December 23, 2022

Editor    posted 16 Oct 2022, 11:44 AM

CNZ decision to defund Shakespeare Globe Centre New Zealand

Top Auckland Uni English Professor slams move to defund Shakespeare festival

NZ Herald 15 Oct, 2022 07:35 PM

A top Auckland University English Professor has written a highly-critical letter to the chief executive of a government agency that cut funding to a school Shakespeare festival on the basis it represents a “canon of imperialism”.

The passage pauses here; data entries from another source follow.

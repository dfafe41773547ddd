use pauder_engine::materials::{MaterialRegistry, State, MAT_SAND};
use pauder_engine::WorldCore;

const BUNDLE: &str = r#"{
    "materials": [
        {
            "name": "Ash",
            "density": 0.6,
            "meltPoint": 900.0,
            "boilPoint": 2000.0,
            "heatCapacity": 1.1,
            "stickiness": 0.2,
            "palette": [5921370, 6316128, 5592405]
        },
        {
            "name": "Iron",
            "density": 7.9,
            "meltPoint": 1538.0,
            "boilPoint": 2862.0,
            "heatCapacity": 0.45,
            "stickiness": 0.8,
            "palette": [9013641, 8158332],
            "reactions": [
                {
                    "reagents": ["Iron", "Water"],
                    "products": ["Rust"],
                    "rate": 120,
                    "minTemperature": 5.0
                }
            ]
        }
    ]
}"#;

#[test]
fn material_bundle_smoke_parses_and_has_core_invariants() {
    let registry = MaterialRegistry::from_bundle_json(BUNDLE).expect("bundle should parse");

    assert_eq!(registry.len(), 2);
    let iron_id = registry.id_of("Iron").expect("Iron is registered");
    assert!(registry.is_valid_id(iron_id));

    let iron = registry.lookup("Iron").unwrap();
    assert_eq!(iron.density, 7.9);
    assert_eq!(iron.state_at(20.0), State::Solid);
    assert_eq!(iron.state_at(1600.0), State::Liquid);

    let reactions = registry.reactions_of(iron_id);
    assert_eq!(reactions.len(), 1);
    assert_eq!(reactions[0].rate, 120);
    assert_eq!(reactions[0].min_temperature, Some(5.0));

    // The manifest must be valid JSON listing both materials.
    let manifest: serde_json::Value = serde_json::from_str(&registry.manifest_json()).unwrap();
    assert_eq!(manifest["materials"].as_array().unwrap().len(), 2);
}

#[test]
fn world_swaps_to_a_loaded_bundle() {
    let mut world = WorldCore::new(16, 16);
    world.spawn(MAT_SAND, 8, 8).unwrap();

    world
        .load_material_bundle_json(BUNDLE)
        .expect("bundle should load");

    // Loading clears the grid; ids now come from the new registry.
    assert_eq!(world.particle_count(), 0);
    let iron_id = world.materials().id_of("Iron").unwrap();
    world.spawn(iron_id, 8, 0).unwrap();
    world.step(1.0);
    assert!(world.particle_at(8, 1).is_some());
}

The decision by Creative NZ to not renew funding for the Sheilah Winn Shakespeare Festival, an annual event where school students perform excerpts from the bard’s plays, has sparked controversy both in New Zealand and abroad.

For the past decade, Shakespeare Globe Centre New Zealand has received about $30,000 per year for the festival from Creative NZ.

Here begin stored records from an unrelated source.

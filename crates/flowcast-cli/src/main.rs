//! Flowcast CLI - Transaction analytics for the personal finance dashboard
//!
//! Usage:
//!   flowcast analyze --file tx.json     Full dashboard
//!   flowcast report subscriptions -f F  One view at a time
//!   flowcast demo --seed 7 -o demo.csv  Generate synthetic transactions
//!   flowcast config                     Show effective thresholds

mod cli;
mod commands;


use anyhow::Result;
use clap::Parser;
use tracing_subscriber::{fmt, prelude::*, EnvFilter};

use cli::*;

fn main() -> Result<()> {
    let cli = Cli::parse();

    // Set up logging
    // Priority: RUST_LOG env var > --verbose flag > default (info)
    let filter = if std::env::var("RUST_LOG").is_ok() {
        EnvFilter::from_default_env()
    } else if cli.verbose {
        EnvFilter::new("debug")
    } else {
        EnvFilter::new("info")
    };

    tracing_subscriber::registry()
        .with(filter)
        .with(fmt::layer().with_target(false).compact().with_writer(std::io::stderr))
        .init();

    let config_path = cli.config.as_deref();

    match cli.command {
        Commands::Analyze { input, json } => commands::cmd_analyze(config_path, &input, json),
        Commands::Report { report_type } => match report_type {
            ReportType::Months { input } => commands::cmd_report_months(config_path, &input),
            ReportType::Categories { input } => {
                commands::cmd_report_categories(config_path, &input)
            }
            ReportType::Subscriptions { input } => {
                commands::cmd_report_subscriptions(config_path, &input)
            }
            ReportType::Forecast { input } => commands::cmd_report_forecast(config_path, &input),
            ReportType::Insights { input } => commands::cmd_report_insights(config_path, &input),
        },
        Commands::Demo {
            seed,
            as_of,
            output,
            csv,
        } => commands::cmd_demo(seed, as_of.as_deref(), output.as_deref(), csv),
        Commands::Config => commands::cmd_config(config_path),
    }
}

University of Auckland Emeritus Professor of English Michael Neill, of Mt Eden, wrote an open letter to Creative NZ describing the move as “highly questionable” and “ill-considered”. [More

Editor    posted 17 Oct 2022, 10:27 AM / edited 17 Oct 2022, 10:30 AM

Teacher defends Shakespeare after Creative NZ funding cut

From Morning Report, 8:10 am 17 Oct 2022

“To be or not to be?”, that is the question, and as far as Shakespeare is concerned, Creative New Zealand says the answer is “not”.

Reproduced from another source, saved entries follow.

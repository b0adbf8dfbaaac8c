//! Shared command utilities

use std::fs;
use std::path::Path;

use anyhow::{Context, Result};
use chrono::{Local, NaiveDate};
use flowcast_core::import::{self, detect_format};
use flowcast_core::{AnalyticsConfig, Analyzer, Dashboard, ImportFormat, Transaction};
use tracing::{debug, info};

use crate::cli::InputArgs;

/// Resolve the analytics config, logging where it came from
pub fn load_config(path: Option<&Path>) -> Result<AnalyticsConfig> {
    let loaded = AnalyticsConfig::load(path)?;
    debug!(source = %loaded.source, "Resolved analytics config");
    Ok(loaded.config)
}

/// Parse an optional YYYY-MM-DD anchor, defaulting to today
pub fn parse_as_of(as_of: Option<&str>) -> Result<NaiveDate> {
    match as_of {
        Some(s) => NaiveDate::parse_from_str(s, "%Y-%m-%d")
            .context("Invalid --as-of date format (use YYYY-MM-DD)"),
        None => Ok(Local::now().date_naive()),
    }
}

/// Read and parse a transaction file
pub fn load_transactions(file: &Path, format: Option<&str>) -> Result<Vec<Transaction>> {
    let content = fs::read_to_string(file)
        .with_context(|| format!("Failed to read {}", file.display()))?;

    let format = match format {
        Some(f) => f.parse::<ImportFormat>().map_err(|e| anyhow::anyhow!(e))?,
        None => detect_format(file, &content).ok_or_else(|| {
            anyhow::anyhow!(
                "Could not detect format of {}. Use --format json|csv|provider",
                file.display()
            )
        })?,
    };

    let transactions = import::parse(content.as_bytes(), format)
        .with_context(|| format!("Failed to parse {} as {}", file.display(), format))?;

    info!(
        file = %file.display(),
        format = format.as_str(),
        count = transactions.len(),
        "Loaded transactions"
    );

    Ok(transactions)
}

/// Load input and run the full analysis
pub fn analyze_input(config_path: Option<&Path>, input: &InputArgs) -> Result<Dashboard> {
    let config = load_config(config_path)?;
    let anchor = parse_as_of(input.as_of.as_deref())?;
    let transactions = load_transactions(&input.file, input.format.as_deref())?;

    Ok(Analyzer::with_config(config).analyze_as_of(&transactions, anchor))
}
/// Write transactions in the CSV export format
pub fn write_csv<W: Write>(writer: W, transactions: &[Transaction]) -> Result<()> {
    let mut wtr = WriterBuilder::new().has_headers(true).from_writer(writer);
    for tx in transactions {
        wtr.serialize(CsvRow {
            id: &tx.id,
            merchant: &tx.merchant,
            category: &tx.category,
            amount: tx.amount,
            transaction_type: tx.transaction_type.as_str(),
            date: tx.date.format("%Y-%m-%d").to_string(),
            is_recurring: tx.is_recurring,
            logo: tx.logo.as_deref().unwrap_or(""),
        })?;
    }
    wtr.flush()?;
    Ok(())
}

/// Generate a stable id for records that arrive without one
fn generate_id(date: &NaiveDate, merchant: &str, amount: f64) -> String {
    let mut hasher = Sha256::new();
    hasher.update(date.to_string().as_bytes());
    hasher.update(merchant.as_bytes());
    hasher.update(amount.to_be_bytes());
    let digest = hex::encode(hasher.finalize());
    format!("txn_{}", &digest[..16])
}

/// Parse a date in any of the supported formats
///
/// Timestamps keep the calendar date in their own offset.
pub fn parse_date(s: &str) -> Result<NaiveDate> {
    let s = s.trim();

    if let Ok(date) = NaiveDate::parse_from_str(s, "%Y-%m-%d") {
        return Ok(date);
    }
    if let Ok(dt) = DateTime::parse_from_rfc3339(s) {
        return Ok(dt.date_naive());
    }
    for fmt in ["%Y-%m-%dT%H:%M:%S%.f", "%Y-%m-%d %H:%M:%S"] {
        if let Ok(dt) = NaiveDateTime::parse_from_str(s, fmt) {
            return Ok(dt.date());
        }
    }
    if let Ok(date) = NaiveDate::parse_from_str(s, "%m/%d/%Y") {
        return Ok(date);
    }

    Err(Error::InvalidData(format!("Unrecognized date: {}", s)))
}

/// Descriptions containing any of these are treated as subscriptions
const SUBSCRIPTION_KEYWORDS: &[&str] = &[
    "netflix",
    "spotify",
    "apple",
    "google",
    "amazon prime",
    "disney",
    "hulu",
    "adobe",
    "microsoft",
    "dropbox",
    "gym",
    "fitness",
    "subscription",
    "monthly",
    "recurring",
    "stan",
    "binge",
    "kayo",
    "foxtel",
    "audible",
];

/// Map a provider class/sub-class code to a dashboard category
pub fn map_provider_category(code: &str) -> Option<&'static str> {
    match code.to_lowercase().as_str() {
        "income" => Some("Salary"),
        "transfer" => Some("Transfer"),
        "payment" => Some("Payment"),
        "cash-withdrawal" => Some("Cash"),
        "bank-fee" => Some("Fees"),
        "food-and-drink" => Some("Dining"),
        "groceries" => Some("Groceries"),
        "transport" => Some("Transportation"),
        "entertainment" => Some("Entertainment"),
        "shopping" => Some("Shopping"),
        "health" => Some("Health"),
        "utilities" => Some("Utilities"),
        "housing" => Some("Home"),
        "insurance" => Some("Insurance"),
        "education" => Some("Education"),
        _ => None,
    }
}

/// Provider response envelope
#[derive(Debug, Deserialize)]
pub struct ProviderPayload {
    #[serde(default)]
    pub data: Vec<ProviderTransaction>,
}

/// Classification code attached to a provider record
#[derive(Debug, Clone, Deserialize)]
pub struct ProviderClass {
    pub code: Option<String>,
}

The arts funding body has pulled its support from a popular Sheilah Winn Shakespeare Festival, which has been running for the past few decades for high-school students, who perform extracts from Shakespeare’s plays.

Creative New Zealand ruled the Bard is “located within a canon of imperialism” and simply isn’t relevant for a “decolonising Aotearoa”.

Tania Roxborogh is an author and high school teacher who says the decision is misguided.

Morning Report invited Creative New Zealand to come on the programme but they were not available until 10am.

Listen duration7′ :56″

Editor    posted 17 Oct 2022, 04:50 PM

Kiwi incorporating Māori culture in Shakespeare hits out at decision to pull funding for school competition 

A young man who got the chance to perform at the iconic Globe theatre in London is lashing out at Creative New Zealand’s decision not to fund a school Shakespeare competition.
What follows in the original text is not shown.